Materials and methods Between April 1991 and September 1992, fifty-two consecutive patients with mild to moderate hallux valgus deformity underwent sixty-six distal chevron osteotomies at our institution. This was followed by 85 patients with 100 feet in the period from 1992 to 1995 and a group of 45 patients with 55 feet from 1994 to 1995. The final patient group included 61 patients with 89 feet operated from 2000 to 2002. All patients had failed non-operative management, including shoe wear modification, nonsteroidal anti-inflammatory drugs, and orthotics. All patients had moderate to severe pain related to the hallux valgus deformity. Although no patient underwent surgery for cosmesis alone, cosmetic concerns and difficulty with shoe wear secondarily influenced the patient’s decision to undergo surgery.
Clinical assessment Preoperatively patients underwent physical examination and assessment of functional limitation, pain level and range of motion of the first metatarsophalangeal joint. At both the preoperative and final follow-up, patients underwent physical examination and assessment using the modified American Orthopaedic Foot and Ankle Society’s hindfoot-metatarsophalangeal-interphalangeal scale [6]. This 100-point questionnaire, which combines subjective and objective data, includes the clinical parameters of pain (30 points), functional restriction
53 (15 points), footwear restriction (10 points), tender and painful callus (10 points), alignment (5 points), and stiffness of the metatarsophalangeal joint (5 points). Additionally, patients were asked to rate their feet for overall satisfaction and cosmesis as excellent, good, fair, or poor). The range of motion of the hallux was measured by placing one goniometer arm parallel to the hallux and the other goniometer arm parallel to the plantar aspect of the foot.

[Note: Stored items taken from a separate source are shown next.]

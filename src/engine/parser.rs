// === Module Header (agents-tooling) START ===
// header: Parsed by scripts/check_module_headers.sh for purpose/role presence; keep keys on single-line entries.
// purpose: Parse unified / git diff text into per-file blocks and numbered lines
// role: engine/parser
// inputs: Raw diff text (git diff, git show, diff -u)
// outputs: Vec<DiffFile> with camelCase JSON shape
// invariants:
// - Hunk bodies are consumed by the header's line counts, so "--- x" inside a hunk is content
// - addedLines/deletedLines equal the number of insert/delete lines across all blocks
// - Never panics on arbitrary input; unknown lines outside hunks are ignored
// tie_breakers: contracts > orchestration > correctness > performance > minimal_diffs
// === Module Header END ===

use once_cell::sync::Lazy;
use regex::Regex;
use serde::{Deserialize, Serialize};

const DEV_NULL: &str = "/dev/null";

static RE_HUNK: Lazy<Regex> =
  Lazy::new(|| Regex::new(r"^@@ -(\d+)(?:,(\d+))? \+(\d+)(?:,(\d+))? @@.*$").expect("hunk header regex"));
static RE_GIT_HEADER: Lazy<Regex> =
  Lazy::new(|| Regex::new(r#"^diff --git "?a/(.+?)"? "?b/(.+?)"?$"#).expect("git header regex"));

#[derive(Copy, Clone, Debug, PartialEq, Eq, Serialize, Deserialize)]
#[serde(rename_all = "lowercase")]
pub enum LineType {
  Insert,
  Delete,
  Context,
}

#[derive(Clone, Debug, PartialEq, Eq, Serialize, Deserialize)]
#[serde(rename_all = "camelCase")]
pub struct DiffLine {
  #[serde(rename = "type")]
  pub kind: LineType,
  pub content: String,
  #[serde(default, skip_serializing_if = "Option::is_none")]
  pub old_number: Option<u32>,
  #[serde(default, skip_serializing_if = "Option::is_none")]
  pub new_number: Option<u32>,
}

#[derive(Clone, Debug, PartialEq, Eq, Serialize, Deserialize)]
#[serde(rename_all = "camelCase")]
pub struct DiffBlock {
  pub header: String,
  pub old_start_line: u32,
  pub new_start_line: u32,
  pub lines: Vec<DiffLine>,
}

#[derive(Clone, Debug, Default, PartialEq, Eq, Serialize, Deserialize)]
#[serde(rename_all = "camelCase")]
pub struct DiffFile {
  pub old_name: String,
  pub new_name: String,
  pub language: String,
  pub is_git_diff: bool,
  pub is_new: bool,
  pub is_deleted: bool,
  pub is_rename: bool,
  pub is_binary: bool,
  pub added_lines: u32,
  pub deleted_lines: u32,
  pub blocks: Vec<DiffBlock>,
}

impl DiffFile {
  /// Name shown in headers: the surviving side, or "old → new" for renames.
  pub fn display_name(&self) -> String {
    if self.is_rename && self.old_name != self.new_name {
      return format!("{} → {}", self.old_name, self.new_name);
    }
    if self.new_name.is_empty() || self.new_name == DEV_NULL {
      self.old_name.clone()
    } else {
      self.new_name.clone()
    }
  }

  fn push_line(&mut self, line: DiffLine) {
    match line.kind {
      LineType::Insert => self.added_lines = self.added_lines.saturating_add(1),
      LineType::Delete => self.deleted_lines = self.deleted_lines.saturating_add(1),
      LineType::Context => {}
    }
    if let Some(block) = self.blocks.last_mut() {
      block.lines.push(line);
    }
  }
}

/// Position inside a hunk body.
struct HunkCursor {
  old_line: u32,
  new_line: u32,
  old_left: u32,
  new_left: u32,
}

impl HunkCursor {
  fn open(&self) -> bool {
    self.old_left > 0 || self.new_left > 0
  }

  /// Classify one body line. None means the line does not belong to the hunk.
  fn take(&mut self, line: &str) -> Option<DiffLine> {
    let (kind, content) = match line.chars().next() {
      Some('+') => (LineType::Insert, &line[1..]),
      Some('-') => (LineType::Delete, &line[1..]),
      Some(' ') => (LineType::Context, &line[1..]),
      // some tools strip the single space from empty context lines
      None => (LineType::Context, ""),
      Some(_) => return None,
    };

    let mut out = DiffLine { kind, content: content.to_string(), old_number: None, new_number: None };

    match kind {
      LineType::Insert => {
        out.new_number = Some(self.new_line);
        self.new_line = self.new_line.saturating_add(1);
        self.new_left = self.new_left.saturating_sub(1);
      }
      LineType::Delete => {
        out.old_number = Some(self.old_line);
        self.old_line = self.old_line.saturating_add(1);
        self.old_left = self.old_left.saturating_sub(1);
      }
      LineType::Context => {
        out.old_number = Some(self.old_line);
        out.new_number = Some(self.new_line);
        self.old_line = self.old_line.saturating_add(1);
        self.new_line = self.new_line.saturating_add(1);
        self.old_left = self.old_left.saturating_sub(1);
        self.new_left = self.new_left.saturating_sub(1);
      }
    }

    Some(out)
  }
}

fn strip_path(raw: &str, prefix: &str) -> String {
  let no_ts = raw.split('\t').next().unwrap_or("").trim();
  let unquoted = no_ts.trim_matches('"');
  if unquoted == DEV_NULL {
    return unquoted.to_string();
  }
  unquoted.strip_prefix(prefix).unwrap_or(unquoted).to_string()
}

fn language_of(name: &str) -> String {
  let base = name.rsplit('/').next().unwrap_or(name);
  match base.rsplit_once('.') {
    Some((stem, ext)) if !stem.is_empty() => ext.to_string(),
    _ => String::new(),
  }
}

fn finish(mut file: DiffFile, files: &mut Vec<DiffFile>) {
  let name = if file.new_name.is_empty() || file.new_name == DEV_NULL { &file.old_name } else { &file.new_name };
  file.language = language_of(name);
  files.push(file);
}

fn parse_count(m: Option<regex::Match<'_>>) -> u32 {
  m.and_then(|m| m.as_str().parse().ok()).unwrap_or(1)
}

/// Parse raw diff text into files.
pub fn parse(raw: &str) -> Vec<DiffFile> {
  let mut files: Vec<DiffFile> = Vec::new();
  let mut current: Option<DiffFile> = None;
  let mut saw_old_header = false;
  let mut hunk: Option<HunkCursor> = None;

  for line in raw.lines() {
    if let Some(cursor) = hunk.as_mut() {
      if line.starts_with('\\') {
        continue;
      }
      if cursor.open() {
        if let Some(parsed) = cursor.take(line) {
          if let Some(file) = current.as_mut() {
            file.push_line(parsed);
          }
          continue;
        }
      }
      hunk = None;
    }

    if line.starts_with("diff --git ") {
      if let Some(done) = current.take() {
        finish(done, &mut files);
      }
      let mut file = DiffFile { is_git_diff: true, ..DiffFile::default() };
      if let Some(c) = RE_GIT_HEADER.captures(line) {
        file.old_name = c[1].to_string();
        file.new_name = c[2].to_string();
      }
      current = Some(file);
      saw_old_header = false;
    } else if let Some(rest) = line.strip_prefix("--- ") {
      let starts_new = match current.as_ref() {
        None => true,
        Some(f) => saw_old_header || !f.blocks.is_empty(),
      };
      if starts_new {
        if let Some(done) = current.take() {
          finish(done, &mut files);
        }
        current = Some(DiffFile::default());
      }
      if let Some(file) = current.as_mut() {
        file.old_name = strip_path(rest, "a/");
        if file.old_name == DEV_NULL {
          file.is_new = true;
        }
      }
      saw_old_header = true;
    } else if let Some(rest) = line.strip_prefix("+++ ") {
      let file = current.get_or_insert_with(DiffFile::default);
      file.new_name = strip_path(rest, "b/");
      if file.new_name == DEV_NULL {
        file.is_deleted = true;
      }
    } else if let Some(c) = RE_HUNK.captures(line) {
      let file = current.get_or_insert_with(DiffFile::default);
      let old_start: u32 = c[1].parse().unwrap_or(0);
      let new_start: u32 = c[3].parse().unwrap_or(0);
      file.blocks.push(DiffBlock {
        header: line.to_string(),
        old_start_line: old_start,
        new_start_line: new_start,
        lines: Vec::new(),
      });
      hunk = Some(HunkCursor {
        old_line: old_start,
        new_line: new_start,
        old_left: parse_count(c.get(2)),
        new_left: parse_count(c.get(4)),
      });
    } else if let Some(file) = current.as_mut() {
      if line.starts_with("new file mode") {
        file.is_new = true;
      } else if line.starts_with("deleted file mode") {
        file.is_deleted = true;
      } else if let Some(from) = line.strip_prefix("rename from ") {
        file.is_rename = true;
        file.old_name = from.to_string();
      } else if let Some(to) = line.strip_prefix("rename to ") {
        file.is_rename = true;
        file.new_name = to.to_string();
      } else if line.starts_with("Binary files ") || line == "GIT binary patch" {
        file.is_binary = true;
      }
    }
  }

  if let Some(done) = current.take() {
    finish(done, &mut files);
  }

  files
}
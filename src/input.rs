// === Module Header (agents-tooling) START ===
// header: Parsed by scripts/check_module_headers.sh for purpose/role presence; keep keys on single-line entries.
// purpose: Acquire the raw diff text from a file or from `git diff <args>`
// role: input/acquirer
// inputs: InputMode, trailing CLI tokens, repository directory, ProcessRunner
// outputs: RawDiff text (possibly empty; emptiness is judged by the pipeline)
// side_effects: Reads one file or spawns one git process
// invariants:
// - git arguments are passed as an argv, never joined into a shell line
// - No non-empty trailing tokens ⇒ `git diff -M HEAD~1`
// errors: PipelineError::Io for unreadable files; PipelineError::Command for non-zero git exit
// tie_breakers: contracts > orchestration > correctness > performance > minimal_diffs
// === Module Header END ===

use std::path::Path;

use crate::error::Result;
use crate::model::InputMode;
use crate::util::{read_text, CommandSpec, ProcessRunner};

pub const DEFAULT_DIFF_ARGS: [&str; 2] = ["-M", "HEAD~1"];

/// Arguments after `git` for the diff command.
pub fn diff_command_args(extra: &[String]) -> Vec<String> {
  let mut args = vec!["diff".to_string()];
  if extra.iter().any(|a| !a.is_empty()) {
    args.extend(extra.iter().cloned());
  } else {
    args.extend(DEFAULT_DIFF_ARGS.iter().map(|s| s.to_string()));
  }
  args
}

pub fn diff_command(extra: &[String], repo: &Path) -> CommandSpec {
  CommandSpec { program: "git".into(), args: diff_command_args(extra), cwd: None, stdin: None }.current_dir(repo)
}

/// Produce the raw diff. In file mode the first trailing token is the path; with none
/// there is nothing to read and the result is empty.
pub fn acquire(mode: InputMode, rest: &[String], repo: &Path, runner: &dyn ProcessRunner) -> Result<String> {
  match mode {
    InputMode::File => match rest.first().filter(|p| !p.is_empty()) {
      Some(path) => {
        tracing::debug!(path = %path, "reading diff file");
        read_text(path)
      }
      None => Ok(String::new()),
    },
    InputMode::Command => {
      let spec = diff_command(rest, repo);
      tracing::debug!(command = %spec.display(), "running diff command");
      runner.run(&spec)
    }
  }
}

Radiographic assessment Preoperatively, and at the time of the final follow-up (at minimum 2 years), anteroposterior and lateral weightbearing radiographs were obtained. The hallux valgus angle, the first intermetatarsal angle, and the congruency of the first metatarsophalangeal joint were measured as recommended by the American Orthopaedic Foot and Ankle Society [7]. All preoperative and follow-up radiographic measurements were made by the same investigator in a blinded fashion.
Fig. 1. Skin incision over the first web space
Indications and contraindications The indication for the chevron osteotomy with lateral soft tissue release is a hallux valgus deformity with an intermetatarsal 1-2 angle up to 16˚. In case of a wide metatarsal head and shaft, this may be stretched up to 18 degrees. The lateral soft tissue release may be spared if the hallux can be manually stretched in varus and the sesamoid position is less than Grade 2. A contraindication is first metatarsophalangeal (MTP) arthritis with intraarticular pain and major first tarso-metatarsal instability. Age is generally no contraindication.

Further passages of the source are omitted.